No doubt about it; I looked at it thoroughly. It seems the downside of the petition is that it would force a legislative process on the issue.


----------



## jungle (May 10, 2008)

Hornady is backing this attempt to stop the ATF ban on xm855 ammo (5.56 62 grain green tipped ammo); and should help clarify this issue for anyone with questions about this effort:

Hornady offers a letter and an email address:

http://www.hornady.com/in-the-news/oppose-5.56-m855-ball-ammunition-ban


----------



## Cooky (Apr 25, 2011)

Here's a link from the Cabelas website:
http://www.cabelas.com/browse.cmd?c..._b8278041&WT.mc_id=al41227&rid=12&WT.tsrc=AFF


----------



## wyogoob (Sep 7, 2007)

jungle said:


> Hornady is backing this attempt to stop the ATF ban on xm855 ammo (5.56 62 grain green tipped ammo); and should help clarify this issue for anyone with questions about this effort:
> 
> Hornady offers a letter and an email address:
> 
> http://www.hornady.com/in-the-news/oppose-5.56-m855-ball-ammunition-ban


The link says the page is no longer available.

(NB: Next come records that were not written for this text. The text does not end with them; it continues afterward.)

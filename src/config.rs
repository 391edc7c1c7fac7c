use std::{fs::File, io::BufReader, path::Path};

use crate::error::{GlimmerError, GlimmerResult};

/// Everything tunable about the simulation. The defaults reproduce the
/// curve shapes observed on the reference installation; partial JSON files
/// are fine, unspecified sections keep their defaults.
#[derive(Clone, Debug, serde::Serialize, serde::Deserialize)]
#[serde(default)]
pub struct Config {
    /// Number of pixels on the strip.
    pub strip_len: usize,
    /// Frame pacing target in milliseconds.
    pub frame_period_ms: u64,
    /// Spawn determinism seed; entropy-seeded when unset.
    pub seed: Option<u64>,
    pub spawn: SpawnRates,
    pub drift: DriftTuning,
    pub melt: MeltTuning,
}

impl Default for Config {
    fn default() -> Self {
        Self {
            strip_len: 1180,
            frame_period_ms: 80,
            seed: None,
            spawn: SpawnRates::default(),
            drift: DriftTuning::default(),
            melt: MeltTuning::default(),
        }
    }
}

/// Spawn cadence per sprite kind, in frames between spawns. 0 disables
/// that kind entirely.
#[derive(Clone, Copy, Debug, serde::Serialize, serde::Deserialize)]
#[serde(default)]
pub struct SpawnRates {
    pub drift_every: u64,
    pub melt_every: u64,
}

impl Default for SpawnRates {
    fn default() -> Self {
        Self {
            drift_every: 32,
            melt_every: 16,
        }
    }
}

/// Lifetime and motion parameters for drifting pixels.
#[derive(Clone, Copy, Debug, serde::Serialize, serde::Deserialize)]
#[serde(default)]
pub struct DriftTuning {
    /// Fade-in ramp length in ticks.
    pub fade_in_ticks: u32,
    /// Age after which the fade-out ramp begins.
    pub fade_out_after: u32,
    /// Age past which the sprite dies.
    pub max_age: u32,
    /// Ticks of stillness before drift begins.
    pub settle_ticks: u32,
    /// Ticks over which velocity ramps up to its sampled maximum.
    pub boost_ticks: u32,
    /// Magnitude bound for the sampled velocity, pixels per tick.
    pub max_speed: f32,
}

impl Default for DriftTuning {
    fn default() -> Self {
        Self {
            fade_in_ticks: 30,
            fade_out_after: 100,
            max_age: 200,
            settle_ticks: 40,
            boost_ticks: 10,
            max_speed: 1.0,
        }
    }
}

/// Growth and brightness parameters for melting blobs.
#[derive(Clone, Copy, Debug, serde::Serialize, serde::Deserialize)]
#[serde(default)]
pub struct MeltTuning {
    /// Ticks the blob holds its width while brightening.
    pub hold_ticks: u32,
    /// Width at spawn, in pixels.
    pub initial_width: f32,
    /// Width gained per tick once the hold window elapses.
    pub growth_per_tick: f32,
}

impl Default for MeltTuning {
    fn default() -> Self {
        Self {
            hold_ticks: 200,
            initial_width: 30.0,
            growth_per_tick: 0.1,
        }
    }
}

impl Config {
    pub fn from_json_file(path: &Path) -> GlimmerResult<Self> {
        let f = File::open(path)
            .map_err(|e| GlimmerError::config(format!("open '{}': {e}", path.display())))?;
        let config: Config = serde_json::from_reader(BufReader::new(f))
            .map_err(|e| GlimmerError::config(format!("parse '{}': {e}", path.display())))?;
        Ok(config)
    }

    pub fn validate(&self) -> GlimmerResult<()> {
        if self.strip_len == 0 {
            return Err(GlimmerError::config("strip_len must be > 0"));
        }
        if self.frame_period_ms == 0 {
            return Err(GlimmerError::config("frame_period_ms must be > 0"));
        }
        if !self.drift.max_speed.is_finite() || self.drift.max_speed <= 0.0 {
            return Err(GlimmerError::config("drift.max_speed must be finite and > 0"));
        }
        if self.drift.fade_in_ticks > self.drift.fade_out_after {
            return Err(GlimmerError::config(
                "drift fade windows out of order (fade_in_ticks > fade_out_after)",
            ));
        }
        if self.drift.fade_out_after > self.drift.max_age {
            return Err(GlimmerError::config(
                "drift fade windows out of order (fade_out_after > max_age)",
            ));
        }
        if self.drift.boost_ticks == 0 {
            return Err(GlimmerError::config("drift.boost_ticks must be > 0"));
        }
        if !self.melt.initial_width.is_finite() || self.melt.initial_width < 1.0 {
            return Err(GlimmerError::config("melt.initial_width must be >= 1"));
        }
        if !self.melt.growth_per_tick.is_finite() || self.melt.growth_per_tick <= 0.0 {
            return Err(GlimmerError::config(
                "melt.growth_per_tick must be finite and > 0",
            ));
        }
        Ok(())
    }
}

#[cfg(test)]
mod tests {
    use super::*;

    #[test]
    fn defaults_validate() {
        assert!(Config::default().validate().is_ok());
    }

    #[test]
    fn json_roundtrip() {
        let config = Config {
            seed: Some(7),
            ..Config::default()
        };
        let s = serde_json::to_string_pretty(&config).unwrap();
        let de: Config = serde_json::from_str(&s).unwrap();
        assert_eq!(de.strip_len, 1180);
        assert_eq!(de.seed, Some(7));
        assert_eq!(de.spawn.melt_every, 16);
    }

    #[test]
    fn partial_json_keeps_defaults() {
        let de: Config =
            serde_json::from_str(r#"{"strip_len": 60, "melt": {"hold_ticks": 5}}"#).unwrap();
        assert_eq!(de.strip_len, 60);
        assert_eq!(de.melt.hold_ticks, 5);
        assert_eq!(de.melt.initial_width, 30.0);
        assert_eq!(de.frame_period_ms, 80);
    }

    #[test]
    fn validate_rejects_zero_strip() {
        let config = Config {
            strip_len: 0,
            ..Config::default()
        };
        assert!(config.validate().is_err());
    }

    #[test]
    fn validate_rejects_fade_windows_out_of_order() {
        let mut config = Config::default();
        config.drift.fade_in_ticks = 150;
        config.drift.fade_out_after = 100;
        assert!(config.validate().is_err());

        let mut config = Config::default();
        config.drift.fade_out_after = 300;
        assert!(config.validate().is_err());
    }

    #[test]
    fn validate_rejects_bad_speed() {
        let mut config = Config::default();
        config.drift.max_speed = 0.0;
        assert!(config.validate().is_err());

        let mut config = Config::default();
        config.drift.max_speed = f32::NAN;
        assert!(config.validate().is_err());
    }

    #[test]
    fn validate_rejects_bad_melt_tuning() {
        let mut config = Config::default();
        config.melt.initial_width = 0.5;
        assert!(config.validate().is_err());

        let mut config = Config::default();
        config.melt.growth_per_tick = -0.1;
        assert!(config.validate().is_err());
    }
}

If they ban the green-tipped Zombie bullets will the bullet makers like Remington, Hornady and Nosler go back to making hunting projectiles again? Ever try to buy some .30 cal 150 grain Core Lokt bullets for reloading? How 'bout Hornady running some of those "temporarily discontinued" projectiles.

.


----------



## jungle (May 10, 2008)

Here is a re post of the Hornady website.

www.hornady.com/in-the-news/latest-news/oppose-5.56-m855-ball-ammunition-ban

I just tested and it worked.


----------



## Fowlmouth (Oct 4, 2008)

Looks like the ATF backed off.....for now....
http://www.washingtonexaminer.com/a...bullet-ban-in-big-win-for-nra/article/2561312


----------



## jungle (May 10, 2008)

Well done my brutha's (and sistas); well done. As they say the battle is won; the war yet is just begun.


----------



## wyogoob (Sep 7, 2007)

Dangit, we'll never get any hunting projectiles on the shelves. Screw reloading anyway, too complicated...grains, ounces, millimeters, inches, Rads, MOA, DOA.........uh, anyway, on the bright side I'll have plenty of ammo for my AR when I go to church, the courthouse or to the grandkids school functions.

.


----------